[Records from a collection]
^^^^^^^^^^^^^^^^
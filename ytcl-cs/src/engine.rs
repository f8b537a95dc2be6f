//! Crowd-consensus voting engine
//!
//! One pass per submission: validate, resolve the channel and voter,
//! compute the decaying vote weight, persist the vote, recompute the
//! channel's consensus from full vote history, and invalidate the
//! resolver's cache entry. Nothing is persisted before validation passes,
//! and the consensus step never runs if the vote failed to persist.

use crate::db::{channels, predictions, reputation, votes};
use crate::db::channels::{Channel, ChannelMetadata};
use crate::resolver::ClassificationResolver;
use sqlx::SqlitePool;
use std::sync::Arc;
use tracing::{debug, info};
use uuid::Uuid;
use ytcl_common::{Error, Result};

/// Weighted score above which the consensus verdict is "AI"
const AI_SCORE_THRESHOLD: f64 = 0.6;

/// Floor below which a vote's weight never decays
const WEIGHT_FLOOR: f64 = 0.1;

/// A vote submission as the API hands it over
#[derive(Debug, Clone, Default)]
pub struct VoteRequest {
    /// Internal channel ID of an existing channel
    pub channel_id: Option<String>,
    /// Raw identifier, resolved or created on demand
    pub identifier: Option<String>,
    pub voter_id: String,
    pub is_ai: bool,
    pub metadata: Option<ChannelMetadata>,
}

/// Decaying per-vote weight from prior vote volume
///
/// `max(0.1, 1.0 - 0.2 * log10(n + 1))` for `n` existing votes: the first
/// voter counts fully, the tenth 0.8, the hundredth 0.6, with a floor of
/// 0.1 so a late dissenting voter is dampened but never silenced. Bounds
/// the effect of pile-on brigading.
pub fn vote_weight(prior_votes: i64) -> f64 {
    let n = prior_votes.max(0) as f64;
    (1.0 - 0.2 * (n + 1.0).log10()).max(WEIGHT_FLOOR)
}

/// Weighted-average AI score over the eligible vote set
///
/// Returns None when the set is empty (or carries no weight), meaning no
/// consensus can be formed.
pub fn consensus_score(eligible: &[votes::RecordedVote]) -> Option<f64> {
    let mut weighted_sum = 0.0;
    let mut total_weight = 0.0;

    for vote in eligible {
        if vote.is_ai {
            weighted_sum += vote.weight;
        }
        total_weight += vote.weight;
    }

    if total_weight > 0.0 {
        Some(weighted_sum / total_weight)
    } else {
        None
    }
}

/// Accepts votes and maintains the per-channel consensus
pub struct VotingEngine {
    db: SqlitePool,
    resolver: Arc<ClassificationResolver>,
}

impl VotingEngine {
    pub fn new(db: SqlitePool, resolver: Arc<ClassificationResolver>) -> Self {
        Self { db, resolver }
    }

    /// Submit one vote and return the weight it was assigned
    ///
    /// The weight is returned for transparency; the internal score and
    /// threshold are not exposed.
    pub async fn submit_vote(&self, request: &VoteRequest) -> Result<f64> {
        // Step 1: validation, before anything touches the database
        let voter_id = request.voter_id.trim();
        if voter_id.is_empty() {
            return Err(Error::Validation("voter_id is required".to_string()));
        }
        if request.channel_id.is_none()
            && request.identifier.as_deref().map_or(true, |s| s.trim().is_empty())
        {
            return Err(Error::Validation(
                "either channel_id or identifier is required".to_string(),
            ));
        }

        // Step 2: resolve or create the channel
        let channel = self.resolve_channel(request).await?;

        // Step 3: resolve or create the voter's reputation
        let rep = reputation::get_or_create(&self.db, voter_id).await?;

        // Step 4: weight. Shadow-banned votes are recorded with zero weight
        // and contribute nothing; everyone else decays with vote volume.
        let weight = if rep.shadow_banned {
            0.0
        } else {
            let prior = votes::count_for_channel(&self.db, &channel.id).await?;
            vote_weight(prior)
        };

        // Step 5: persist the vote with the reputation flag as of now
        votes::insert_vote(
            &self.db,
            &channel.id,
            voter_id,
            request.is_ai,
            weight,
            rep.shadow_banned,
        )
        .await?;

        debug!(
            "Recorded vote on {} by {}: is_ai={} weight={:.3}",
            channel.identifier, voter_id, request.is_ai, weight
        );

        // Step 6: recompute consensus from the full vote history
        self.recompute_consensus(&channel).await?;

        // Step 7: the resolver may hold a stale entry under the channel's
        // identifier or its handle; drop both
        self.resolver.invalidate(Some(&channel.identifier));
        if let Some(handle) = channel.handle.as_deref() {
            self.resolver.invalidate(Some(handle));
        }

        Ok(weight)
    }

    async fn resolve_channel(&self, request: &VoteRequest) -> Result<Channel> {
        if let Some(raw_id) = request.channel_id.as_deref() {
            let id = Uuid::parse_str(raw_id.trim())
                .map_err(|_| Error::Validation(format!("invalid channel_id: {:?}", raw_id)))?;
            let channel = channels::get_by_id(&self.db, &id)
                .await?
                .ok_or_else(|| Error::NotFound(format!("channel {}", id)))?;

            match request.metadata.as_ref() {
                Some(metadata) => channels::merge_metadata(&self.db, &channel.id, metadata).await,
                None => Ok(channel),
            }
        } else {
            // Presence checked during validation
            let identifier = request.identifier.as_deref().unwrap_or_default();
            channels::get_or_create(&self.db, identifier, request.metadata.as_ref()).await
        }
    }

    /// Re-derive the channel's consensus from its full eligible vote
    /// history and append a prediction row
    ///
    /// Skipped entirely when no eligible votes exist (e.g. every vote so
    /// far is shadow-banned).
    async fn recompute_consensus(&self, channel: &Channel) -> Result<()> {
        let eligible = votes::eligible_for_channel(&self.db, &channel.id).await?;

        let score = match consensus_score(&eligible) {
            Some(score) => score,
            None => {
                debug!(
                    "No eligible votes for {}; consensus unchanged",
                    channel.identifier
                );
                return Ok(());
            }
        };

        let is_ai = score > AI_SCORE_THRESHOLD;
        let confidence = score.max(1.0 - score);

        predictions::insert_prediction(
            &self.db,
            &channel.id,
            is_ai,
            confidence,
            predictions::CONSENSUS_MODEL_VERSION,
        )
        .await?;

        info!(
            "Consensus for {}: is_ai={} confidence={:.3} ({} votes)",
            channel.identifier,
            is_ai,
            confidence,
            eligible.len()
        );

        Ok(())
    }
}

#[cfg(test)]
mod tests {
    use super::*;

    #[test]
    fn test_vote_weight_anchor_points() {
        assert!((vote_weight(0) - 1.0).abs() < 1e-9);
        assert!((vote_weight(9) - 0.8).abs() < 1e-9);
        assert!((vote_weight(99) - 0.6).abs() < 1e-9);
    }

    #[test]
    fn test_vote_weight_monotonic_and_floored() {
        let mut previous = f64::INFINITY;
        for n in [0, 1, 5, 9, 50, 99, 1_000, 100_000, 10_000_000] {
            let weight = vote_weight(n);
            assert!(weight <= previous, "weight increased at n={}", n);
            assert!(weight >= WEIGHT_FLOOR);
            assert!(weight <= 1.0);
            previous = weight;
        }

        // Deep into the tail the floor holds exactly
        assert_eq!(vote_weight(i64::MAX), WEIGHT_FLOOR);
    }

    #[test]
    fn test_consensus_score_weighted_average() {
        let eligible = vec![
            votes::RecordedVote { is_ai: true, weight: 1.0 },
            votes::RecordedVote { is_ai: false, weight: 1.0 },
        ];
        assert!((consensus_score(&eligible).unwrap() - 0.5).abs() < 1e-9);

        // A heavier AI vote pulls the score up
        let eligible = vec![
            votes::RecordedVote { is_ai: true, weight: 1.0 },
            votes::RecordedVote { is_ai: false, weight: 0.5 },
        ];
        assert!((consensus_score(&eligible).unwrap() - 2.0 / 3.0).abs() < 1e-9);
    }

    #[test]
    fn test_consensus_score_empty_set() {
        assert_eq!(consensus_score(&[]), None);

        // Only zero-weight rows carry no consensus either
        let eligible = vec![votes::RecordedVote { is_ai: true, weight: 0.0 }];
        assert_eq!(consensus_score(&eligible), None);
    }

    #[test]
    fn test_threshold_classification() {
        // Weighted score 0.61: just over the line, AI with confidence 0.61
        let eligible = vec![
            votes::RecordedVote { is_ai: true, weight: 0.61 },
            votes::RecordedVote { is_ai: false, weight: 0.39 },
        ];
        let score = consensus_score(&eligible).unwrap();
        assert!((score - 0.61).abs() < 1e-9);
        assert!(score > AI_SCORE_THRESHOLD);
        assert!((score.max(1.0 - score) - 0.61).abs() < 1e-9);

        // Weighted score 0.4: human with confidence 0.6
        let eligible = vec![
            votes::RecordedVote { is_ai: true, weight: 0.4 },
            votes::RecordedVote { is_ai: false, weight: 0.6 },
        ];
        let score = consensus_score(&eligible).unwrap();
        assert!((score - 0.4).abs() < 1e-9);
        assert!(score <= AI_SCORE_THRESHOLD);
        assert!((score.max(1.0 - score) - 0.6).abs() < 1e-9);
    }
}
^^^^^^^^^^^^^^^^
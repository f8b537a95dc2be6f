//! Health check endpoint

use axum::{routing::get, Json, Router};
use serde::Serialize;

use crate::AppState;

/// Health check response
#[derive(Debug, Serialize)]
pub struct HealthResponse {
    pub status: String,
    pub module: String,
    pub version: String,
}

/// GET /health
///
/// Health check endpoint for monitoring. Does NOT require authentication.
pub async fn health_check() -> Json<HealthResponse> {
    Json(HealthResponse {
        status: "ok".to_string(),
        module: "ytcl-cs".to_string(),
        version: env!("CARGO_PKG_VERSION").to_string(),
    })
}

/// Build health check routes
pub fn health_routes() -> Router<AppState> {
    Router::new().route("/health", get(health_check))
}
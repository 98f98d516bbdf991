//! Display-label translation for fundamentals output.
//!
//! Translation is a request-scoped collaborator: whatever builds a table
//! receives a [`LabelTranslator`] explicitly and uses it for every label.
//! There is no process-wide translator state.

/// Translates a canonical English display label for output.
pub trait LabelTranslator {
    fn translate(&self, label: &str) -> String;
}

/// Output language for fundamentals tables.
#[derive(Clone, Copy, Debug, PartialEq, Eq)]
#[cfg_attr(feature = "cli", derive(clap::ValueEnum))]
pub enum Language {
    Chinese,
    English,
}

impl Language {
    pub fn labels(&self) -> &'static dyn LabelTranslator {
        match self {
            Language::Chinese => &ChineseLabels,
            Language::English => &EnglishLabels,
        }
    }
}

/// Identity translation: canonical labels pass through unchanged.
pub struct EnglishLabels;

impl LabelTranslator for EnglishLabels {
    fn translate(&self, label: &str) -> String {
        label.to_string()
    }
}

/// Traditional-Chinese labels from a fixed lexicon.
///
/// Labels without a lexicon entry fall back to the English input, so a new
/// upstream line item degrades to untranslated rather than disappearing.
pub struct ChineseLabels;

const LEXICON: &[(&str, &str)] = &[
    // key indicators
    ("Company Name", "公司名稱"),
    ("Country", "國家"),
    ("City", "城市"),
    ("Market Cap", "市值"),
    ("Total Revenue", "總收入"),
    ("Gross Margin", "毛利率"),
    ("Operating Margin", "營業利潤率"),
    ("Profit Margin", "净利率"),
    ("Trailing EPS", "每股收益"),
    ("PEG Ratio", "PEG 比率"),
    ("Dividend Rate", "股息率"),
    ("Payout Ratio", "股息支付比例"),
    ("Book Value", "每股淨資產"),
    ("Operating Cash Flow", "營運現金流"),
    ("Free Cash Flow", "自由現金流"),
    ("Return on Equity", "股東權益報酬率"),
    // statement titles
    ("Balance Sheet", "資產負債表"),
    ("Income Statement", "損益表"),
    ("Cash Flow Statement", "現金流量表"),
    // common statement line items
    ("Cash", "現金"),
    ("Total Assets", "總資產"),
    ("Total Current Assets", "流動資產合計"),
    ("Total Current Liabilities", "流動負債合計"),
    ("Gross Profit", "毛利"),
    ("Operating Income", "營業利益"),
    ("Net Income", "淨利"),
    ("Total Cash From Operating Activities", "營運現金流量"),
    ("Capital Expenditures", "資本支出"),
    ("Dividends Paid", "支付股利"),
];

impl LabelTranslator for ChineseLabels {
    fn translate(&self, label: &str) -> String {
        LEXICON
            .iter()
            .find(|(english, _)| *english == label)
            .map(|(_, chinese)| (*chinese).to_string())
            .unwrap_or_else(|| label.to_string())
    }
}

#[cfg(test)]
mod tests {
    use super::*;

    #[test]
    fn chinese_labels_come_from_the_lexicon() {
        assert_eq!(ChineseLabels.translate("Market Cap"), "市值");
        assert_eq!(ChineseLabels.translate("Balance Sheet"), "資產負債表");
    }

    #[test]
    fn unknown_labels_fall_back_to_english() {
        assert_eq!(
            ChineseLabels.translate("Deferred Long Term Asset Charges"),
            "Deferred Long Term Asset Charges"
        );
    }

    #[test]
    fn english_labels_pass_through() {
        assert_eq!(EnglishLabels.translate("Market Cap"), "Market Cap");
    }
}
^^^^^^^^^^^^^^^^
◆ **Task**
Within the entries, determine the count of lines containing the string "invalidate" and output it alone.

◆ **Answer section**
3